El grito retumbó en toda la sala.
—¡Esa mujer iba a quedarse con todo!
—Ella era mi esposa.
—Era un error.
—¡Era mi esposa!
Los cristales vibraron.
Valeria jamás había visto a Emiliano así.
Ni siquiera el día de la muerte de su padre.
Ni siquiera durante las peores crisis empresariales.
Porque aquello no era enojo.
Era traición.
Una traición que venía de la única persona en quien había confiado toda su vida.
—¿El video era falso? —preguntó.
Rebeca bajó la mirada.
Y ese silencio respondió por ella.
Los abogados quedaron petrificados.
Uno de ellos comenzó a sudar.
Porque él también conocía ese video.
Y sabía quién lo había entregado.
—¿Quién lo editó? —preguntó Emiliano.
Nadie habló.
Entonces el abogado Ortega dio un paso atrás.
Demasiado tarde.
Emiliano lo vio.
—Tú.
Ortega tragó saliva.
—Señor…
—¿Tú participaste?
—Yo solo seguí instrucciones.
Rebeca cerró los ojos.
La verdad acababa de derrumbarse.
Pero lo peor aún no había llegado.
Porque en ese instante una voz sonó desde la puerta.
—Yo tengo pruebas.
Todos voltearon.
Era Sergio Mendoza.
Jefe de seguridad corporativa de Grupo Santillán.
Llevaba una laptop bajo el brazo y una memoria USB en la mano.
Rebeca palideció.
Por primera vez.
De verdad palideció.
—¿Qué haces aquí? —preguntó ella.

Sergio avanzó hasta la mesa.
—La cámara del estacionamiento del restaurante.
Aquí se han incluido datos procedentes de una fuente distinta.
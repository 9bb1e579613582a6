//! Workspace change notification for thread-scoped directory trees.
//!
//! Each logical session ("thread") owns at most one watched workspace.
//! Native filesystem events are filtered and coalesced into a single
//! trailing-edge notification, and a safety poll keeps observers current
//! when native notification goes quiet.

pub mod cli;
pub mod config;
pub mod logging;
pub mod notifications;
pub mod watcher;
pub mod workspace;

pub use config::{LoggingConfig, Settings, WatchConfig};
pub use notifications::{NotificationBroadcaster, NotificationSink, WorkspaceChange};
pub use watcher::{WatchError, WorkspaceWatcher, WorkspaceWatcherBuilder};
pub use workspace::{FileInfo, ThreadId};
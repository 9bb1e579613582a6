//! Watch command - stream change notifications as JSON lines.

use std::io::Write;
use std::path::PathBuf;
use std::sync::Arc;

use anyhow::{Result, bail};
use serde::Serialize;
use tokio::sync::broadcast;

use crate::cli::ThreadBinding;
use crate::config::Settings;
use crate::notifications::{FILES_CHANGED_EVENT, NotificationBroadcaster, WorkspaceChange};
use crate::watcher::{EventFilter, WorkspaceWatcher};
use crate::workspace::list_entries;

/// Arguments for the watch command.
pub struct WatchArgs {
    pub bindings: Vec<ThreadBinding>,
    pub debounce_ms: Option<u64>,
    pub poll_interval_ms: Option<u64>,
    pub list: bool,
}

/// Run until Ctrl-C, printing each notification on stdout.
pub async fn run(args: WatchArgs, settings: &Settings) -> Result<()> {
    let mut config = settings.watch.clone();
    if let Some(ms) = args.debounce_ms {
        config.debounce_ms = ms;
    }
    if let Some(ms) = args.poll_interval_ms {
        config.poll_interval_ms = ms;
    }

    let broadcaster = Arc::new(NotificationBroadcaster::new(config.channel_capacity));
    let mut receiver = broadcaster.subscribe();
    let filter = EventFilter::from_config(&config);
    let watcher = WorkspaceWatcher::new(broadcaster, config)?;

    for binding in &args.bindings {
        watcher.start_watching(binding.thread_id.clone(), &binding.path);
        if !watcher.is_watching(binding.thread_id.as_str()) {
            eprintln!(
                "Not watching {} for thread {}: not an accessible directory",
                binding.path.display(),
                binding.thread_id
            );
        }
    }

    let watched = watcher.watched_threads();
    if watched.is_empty() {
        bail!("No valid workspaces to watch");
    }
    eprintln!(
        "Watching {} workspace(s). Press Ctrl-C to stop.",
        watched.len()
    );

    let shutdown = tokio::signal::ctrl_c();
    tokio::pin!(shutdown);

    loop {
        tokio::select! {
            _ = &mut shutdown => break,

            received = receiver.recv() => match received {
                Ok(change) => {
                    let entries = if args.list {
                        count_entries(change.workspace_path.clone(), filter.clone()).await
                    } else {
                        None
                    };
                    let line = render_change(&change, entries)?;
                    let mut stdout = std::io::stdout().lock();
                    writeln!(stdout, "{line}")?;
                    stdout.flush()?;
                }
                Err(broadcast::error::RecvError::Lagged(n)) => {
                    tracing::warn!("[watch] lagged by {n} notifications");
                }
                Err(broadcast::error::RecvError::Closed) => break,
            },
        }
    }

    watcher.stop_all_watching();
    eprintln!("Stopped watching.");
    Ok(())
}

/// Count workspace entries off the async runtime.
async fn count_entries(root: PathBuf, filter: EventFilter) -> Option<usize> {
    let listing = tokio::task::spawn_blocking(move || list_entries(&root, &filter)).await;
    match listing {
        Ok(Ok(entries)) => Some(entries.len()),
        Ok(Err(e)) => {
            tracing::warn!("[watch] listing failed: {e}");
            None
        }
        Err(e) => {
            tracing::warn!("[watch] listing task failed: {e}");
            None
        }
    }
}

/// Wire shape of one printed notification.
#[derive(Serialize)]
struct ChangeLine<'a> {
    event: &'static str,
    #[serde(flatten)]
    change: &'a WorkspaceChange,
    #[serde(skip_serializing_if = "Option::is_none")]
    entries: Option<usize>,
}

/// One JSON line per notification:
/// `{"event":"workspace:files-changed","threadId":..,"workspacePath":..}`.
pub fn render_change(
    change: &WorkspaceChange,
    entries: Option<usize>,
) -> serde_json::Result<String> {
    serde_json::to_string(&ChangeLine {
        event: FILES_CHANGED_EVENT,
        change,
        entries,
    })
}
//! Command handlers -- one module per subcommand

pub mod config;
pub mod rules;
Emiliano sintió que el corazón se detenía.
—¿Qué cámara?
—La que muestra quién organizó la reunión entre Camila y el señor Santillán.
Nadie respiró.
Sergio colocó la memoria USB sobre la mesa.
Y luego dijo las palabras que cambiarían para siempre a la familia Santillán.
—La grabación muestra a la señora Rebeca pagando cincuenta mil pesos para que esa escena pareciera una cita romántica.
El mundo pareció detenerse.
Y en ese mismo instante, mientras la verdad explotaba frente a todos…
Valeria lanzó un grito desgarrador.
Porque el bebé había decidido nacer.